Pourquoi me regarde-t-il ainsi ?

Je me détourne, pour la troisième fois en quinze minutes, et fixe le professeur qui sera notre pépé, comme j'aime à les appeler, jusqu'à la fin de cette année scolaire. De manière plus protocolaire, pépé, des initiales PP, signifie professeur principal.

Monsieur Desfougère, avec ses lunettes rondes, ses cheveux bruns et ses yeux clairs, ressemble vaguement à une version vieillie de vingt ans d'Harry Potter. Sa chemise bleue et son veston marron accompagnent avec harmonie un pantalon de costume de la même couleur. Sans pour autant le rajeunir, cette tenue apporte une prestance plutôt impressionnante à son petit mètre soixante.

Je suis plutôt surprise de tomber sur un professeur qui s'habille aussi bien, mais j'espère pour lui que ce n'est qu'une manière de nous souhaiter la bienvenue, car le lendemain, des températures caniculaires seraient de rigueur. Il serait dommage qu'il fasse un malaise en plein milieu d'une phrase dont le début ressemblerait sans aucun doute à "l'offre et la demande. Oui, je sais, vous avez déjà étudié ceci l'an dernier, mais les..." et dont la fin aurait ressemblé s'il avait porté un t-shirt à "vacances font toujours du mal aux élèves, une remise à niveau me semblait nécessaire".

-Cette année, j'aimerais instaurer un lien de confiance avec vous, ne pas être seulement l'un des nombreux professeurs que vous croiserez durant votre scolarité ici. J'aimerais que lorsque vous venez dans cette classe, vous vous y sentiez bien, à l'aise, et non oppressé ou empressé de vous en aller. J'aimerais que si chacun de vous a un quelconque problème, et même s'il lui paraît impensable d'en parler, qu'il vienne en discuter avec moi et qu'ensemble nous trouvions une solution.

Monsieur Desfougère semble être le professeur cool mais ferme avec les élèves et la manière dont il s'exprime prouve qu'il est passionné par son métier. Un sourire illumine son visage et sans l'avoir décidé, je souris aussi.

Je ne craignais pas pour ma rentrée au lycée, contrairement à d'autres, même si pour moi, elle signifiait un déménagement. Mon père a été muté, et d'un seul coup, j'ai dû dire au revoir à mes amis, mon collège et ma vie. Nous sommes passés d'un bord à l'autre du pays en deux mois et nous ne connaissons personne, mais étrangement, ça ne m'angoisse pas. La sociabilité et moi avons toujours été amies et je ne crains absolument pas de me retrouver seule.

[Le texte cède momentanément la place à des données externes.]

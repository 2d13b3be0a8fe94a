#![allow(dead_code)]

use std::path::Path;

use taggen_codegen::pipeline::Pipeline;
use taggen_codegen_js::Generator;
use taggen_core::Config;
use taggen_schema::parse_str_with_filename;

pub const COORD: &str = "\
export const Coord = {
    kind: 'tagged',
    fields: { x: 'Number', y: 'Number' },
}

Coord.add = (a, b) => Coord(a.x + b.x, a.y + b.y)
";

pub const SHAPE: &str = "\
import { Coord } from './coord.type.js'

export const Shape = {
    kind: 'taggedSum',
    variants: {
        Square: { topLeft: 'Coord', bottomRight: 'Coord' },
        Circle: { centre: 'Coord', radius: 'Number' },
        Path: { points: '[[Coord]]' },
        Empty: {},
    },
}
";

pub const HAS_ID: &str = "\
export const HasId = {
    kind: 'tagged',
    fields: { id: /^[a-z]+-[0-9]+$/, label: 'String?' },
}
";

pub const GRID: &str = "\
export const Grid = {
    kind: 'tagged',
    fields: { cells: '[[Number]]', deep: '[[[Number]]]?' },
}
";

pub const LISTS: &str = "\
import { Coord } from './coord.type.js'

export const Lists = {
    kind: 'tagged',
    fields: { numbers: '[Number]', coords: '[Coord]', cube: '[[[Coord]]]?' },
}
";

/// The attached function's template literal depends on its trailing spaces
/// and blank lines.
pub const DOC: &str = "export const Doc = {\n    kind: 'tagged',\n    fields: { body: 'String' },\n}\n\nDoc.render = d => `header   \n\n\n\n${d.body}  `\n";

/// Compile definition source named `file_name` into module text.
pub fn compile_with(src: &str, file_name: &str, config: &Config) -> String {
    let parsed = parse_str_with_filename(src, file_name, &config.imports).unwrap();
    let definition = parsed.validate().unwrap();
    let ctx = Pipeline::new().run(parsed, definition).unwrap();
    let output = file_name.replace(".type.js", ".js");
    Generator::from_context(&ctx, config, output)
        .unwrap()
        .contents()
}

pub fn compile(src: &str, file_name: &str) -> String {
    compile_with(src, file_name, &Config::default())
}

/// Generate every fixture into `dir` as `<kebab>.js`.
pub fn write_fixtures(dir: &Path) -> std::io::Result<()> {
    for (src, name) in [
        (COORD, "coord"),
        (SHAPE, "shape"),
        (HAS_ID, "has-id"),
        (GRID, "grid"),
        (LISTS, "lists"),
        (DOC, "doc"),
    ] {
        let module = compile(src, &format!("{}.type.js", name));
        std::fs::write(dir.join(format!("{}.js", name)), module)?;
    }
    Ok(())
}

La sensation d'un regard me brûle la nuque, mais je décide de ne pas m'attarder dessus et de me concentrer de nouveau sur le professeur, au risque de m'énerver et d'aller demander des explications à ce garçon qui dans la classe, est placé une rangée dernière et bien plus à droite que moi.

-Pour commencer, j'aimerais beaucoup apprendre à vous connaître, de manière plus intelligente que le fait que vous ayez écrit vos noms sur un simple bout de papier. Il lève les mains devant lui, signe d'innocence. Oui, je sais que tous les élèves détestent cet exercice, alors je vais commencer, histoire de lancer la machine.

Il nous sourit encore plus, et ses yeux pétillent de malice:

-Je m'appelle Mickaël Desfougère, j'ai trente-six ans, et j'enseigne les SES ici depuis maintenant huit ans. Je suis l'heureux papa de deux petites filles. Mon fruit préféré est la mangue et je déteste les bandes dessinées. Vous voyez, il n'y a rien de compliqué dans une présentation. À vous maintenant, nous encourage-t-il.

Un garçon prend la parole. Il s'appelle Vincent et a redoublé son année de CE1. Je ne fais pas réellement attention à la suite, trop préoccupé du garçon qui continue de me fixer. Désireuse de réponses, je me tourne vers lui et lui rend son regard. S'il semble tout d'abord surpris de mon geste, il se ressaisit bien vite et m'adresse un sourire narquois, visiblement fière de lui.

Une fille se présente.

Le garçon a le visage étrangement rond pour notre âge. Il semble ne pas encore avoir perdu les formes de l'enfance, pourtant, cela n'enlève rien à son charme. Ses yeux légèrement en amande gris sont accordés à une bouche presque trop pulpeuse pour un garçon. J'en serais presque jalouse. Des cheveux châtains encadrent le tout. Je hausse les sourcils, le défiant de baisser les yeux. Il sourit de nouveau et révèle le menton, signifiant qu'il n'arrêterait pas.

Il faudra définitivement que je lui parle à la fin du cours.  Ce mec est étrange.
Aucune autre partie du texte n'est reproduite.